Auteure :  Manon Viglino
Date de soutenance : 22 juin 2020

Résumé :

En droit de l’indemnisation, le décès de la victime directe apparaît comme un événement qui souffre d’un lourd déficit de conceptualisation, conduisant à des situations concrètes disparates, illogiques, génératrices de coûts pour la société. Que l’on en juge : le pretium mortis n’est pas indemnisé en droit français, mais la perte de chance de survie, elle, l’est. L’on dénie aux prochesd’une victime décédée toute indemnisation qui serait argumentée sur la perte d’années de vie, motif pris de l’incertitude attachée à l’espérance de vie, alors que les tables actuarielles de capitalisation des rentes font spéculer les acteurs sur cette même espérance de vie. Les héritiers recueillent toutefois dans leur succession l’indemnisation des moindres préjudices, y compris éminemment personnels, subis par leurs auteurs avant le trépas (préjudice esthétique, préjudice d’angoisse), alors qu’une rationalisation de l’indemnisation est rendue nécessaire par sa socialisation.

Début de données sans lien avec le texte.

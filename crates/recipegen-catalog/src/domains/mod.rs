//! One sub-builder per content domain.
//!
//! Every sub-builder has the same shape: it dereferences the content it
//! needs through [`crate::Content`] and saves its recipes into the shared
//! staging output. A missing name fails the whole pass.

pub mod apiculture;
pub mod arboriculture;
pub mod backpacks;
pub mod books;
pub mod charcoal;
pub mod climatology;
pub mod core;
pub mod cultivation;
pub mod database;
pub mod energy;
pub mod factory;
pub mod farming;
pub mod fluids;
pub mod food;
pub mod lepidopterology;
pub mod mail;
pub mod sorting;
pub mod worktable;
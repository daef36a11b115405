//! Wood blocks for every wood type, plus the grafter and tree chest.

use crate::Content;
use crate::variants::{WOOD_TYPES, WoodBlockKind, WoodSource, WoodType};
use recipegen_core::builder::{RecipeBuilder, shaped, shapeless};
use recipegen_core::error::GenError;
use recipegen_core::ingredient::Ingredient;
use recipegen_core::output::RecipeOutput;
use recipegen_core::registry::{ItemRef, TagRef};
use recipegen_core::unlock::has;

/// Stage every arboriculture recipe.
pub fn register(c: &Content<'_>, out: &mut RecipeOutput) -> Result<(), GenError> {
    let sticks = c.tag("forge:rods/wooden")?;
    for wood in WOOD_TYPES {
        wood_recipes(c, out, wood, &sticks)?;
    }

    let bronze = c.tag("forge:ingots/bronze")?;
    let saplings = c.tag("minecraft:saplings")?;
    shaped(&c.item("grafter")?, 1)
        .define('B', &bronze)
        .define('#', &sticks)
        .pattern("  B")
        .pattern(" # ")
        .pattern("#  ")
        .unlocked_by("has_bronze", has(&bronze))
        .save(out)?;
    shaped(&c.item("tree_chest")?, 1)
        .define('#', &c.tag("forge:glass")?)
        .define('X', &saplings)
        .define('Y', &c.tag("forge:chests/wooden")?)
        .pattern(" # ")
        .pattern("XYX")
        .pattern("XXX")
        .unlocked_by("has_sapling", has(&saplings))
        .save(out)
}

/// Planks, fence, gate, slab, and stairs from a set of planks.
///
/// The mod's own woods get both the regular and the fireproof set; base-game
/// woods only the fireproof one. Doors are built for every wood.
fn wood_recipes(
    c: &Content<'_>,
    out: &mut RecipeOutput,
    wood: &WoodType,
    sticks: &TagRef,
) -> Result<(), GenError> {
    let block = |kind, fireproof| c.id(&wood.block(kind, fireproof));
    let planks = block(WoodBlockKind::Planks, false)?;
    let fireproof_planks = block(WoodBlockKind::Planks, true)?;

    if wood.source == WoodSource::Forestry {
        let log = block(WoodBlockKind::Log, false)?;
        shapeless(&planks, 4)
            .requires(&log)
            .unlocked_by("has_log", has(&log))
            .group("planks")
            .save(out)?;
        wood_shapes(c, out, wood, false, &planks, sticks)?;
    }

    shaped(&block(WoodBlockKind::Door, false)?, 3)
        .define('#', Ingredient::any_of([&planks, &fireproof_planks]))
        .pattern("##")
        .pattern("##")
        .pattern("##")
        .unlocked_by("has_planks", has(&planks))
        .group("wooden_door")
        .save(out)?;

    let fireproof_log = block(WoodBlockKind::Log, true)?;
    shapeless(&fireproof_planks, 4)
        .requires(&fireproof_log)
        .unlocked_by("has_planks", has(&fireproof_planks))
        .group("planks")
        .save(out)?;
    wood_shapes(c, out, wood, true, &fireproof_planks, sticks)
}

fn wood_shapes(
    c: &Content<'_>,
    out: &mut RecipeOutput,
    wood: &WoodType,
    fireproof: bool,
    planks: &ItemRef,
    sticks: &TagRef,
) -> Result<(), GenError> {
    let block = |kind| c.id(&wood.block(kind, fireproof));

    shaped(&block(WoodBlockKind::Fence)?, 3)
        .define('#', sticks)
        .define('W', planks)
        .pattern("W#W")
        .pattern("W#W")
        .unlocked_by("has_planks", has(planks))
        .group("wooden_fence")
        .save(out)?;
    shaped(&block(WoodBlockKind::FenceGate)?, 1)
        .define('#', sticks)
        .define('W', planks)
        .pattern("#W#")
        .pattern("#W#")
        .unlocked_by("has_planks", has(planks))
        .group("wooden_fence_gate")
        .save(out)?;
    shaped(&block(WoodBlockKind::Slab)?, 6)
        .define('#', planks)
        .pattern("###")
        .unlocked_by("has_planks", has(planks))
        .group("wooden_slab")
        .save(out)?;
    shaped(&block(WoodBlockKind::Stairs)?, 4)
        .define('#', planks)
        .pattern("#  ")
        .pattern("## ")
        .pattern("###")
        .unlocked_by("has_planks", has(planks))
        .group("wooden_stairs")
        .save(out)
}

Outre ces incohérences internes au droit de la responsabilité civile, l’élargissement du champ d’observation (et l’actualité récente à propos des victimes d’attentats l’a souligné) révèle une forte divergence dans l’appréhension de la mort en termes d’indemnisation, entre le droit privé et le droit public de la réparation des dommages, entre l’indemnisation par un responsable et l’indemnisation par un organisme de socialisation des risques, et entre différents pays européens ou extra-européens, empêchant une véritable réparation des différentes victimes. Le sujet est vaste, et transcende les disciplines. Transversalité interne au droit, en ce qu’il fait appel au droit des obligations, droit des assurances, droit des successions, droit des personnes. Mais transversalité externe également, en ce que ses dimensions sociologiques, psychologiques, économiques, ne sauraient être niées. Le but de cette thèse est de dépasser le verrou conceptuel bloquant l’uniformisation du traitement du décès de la victime directe dans les différentes branches du droit, d’esquisser un régime cohérent et opératoire autour de cette notion, et de proposer des solutions concrètes directement transposables par les acteurs de l’indemnisation du dommage corporel ainsi que, en tant que de raison, des vœux de réforme.

Abstract :

In compensation law, the death of the direct victim appears to be an event that suffers from a serious conceptual deficit, leading to disparate, illogical and concrete situations that generate costs for society. The pretium mortis is not compensated under French law, but the loss of chance of survival is. The relatives of a deceased victim are denied any compensation for the loss of years of life, on the grounds of the uncertainty attached to life expectancy, whereas the actuarial tables for the capitalization of annuities make people speculate on this same life expectancy. However, the heirs receive compensation from their inheritance for the slightest losses, including eminently personal losses, suffered by the direct victim before its death (aesthetic loss, anxiety loss), whereas a rationalisation of the compensation is made necessary by its socialisation. In addition to these internal inconsistencies in tort law, the widening of the field of observation (and recent events concerning the victims of terrorism have highlighted this) reveals a strong divergence in the apprehension of death in terms of compensation, between private law and public law, between compensation by a person responsible and compensation by a risk socialisation body, and between different European or extra-European countries, preventing genuine compensation for the various victims. The subject is vast and transcends disciplines. Internal transversality of the law, in that it calls upon the law of obligations, insurance law, succession law, law of persons. But also external transversality, in that its sociological, psychological and economic dimensions cannot be denied. The aim of this thesis is to overcome the conceptual barrier blocking the uniform treatment of the death of the direct victim in the different branches of law, to outline a coherent and operational regime around this notion, and to propose concrete solutions that can be directly transposed by the actors of the compensation of personal injuries as well as wishes for reform.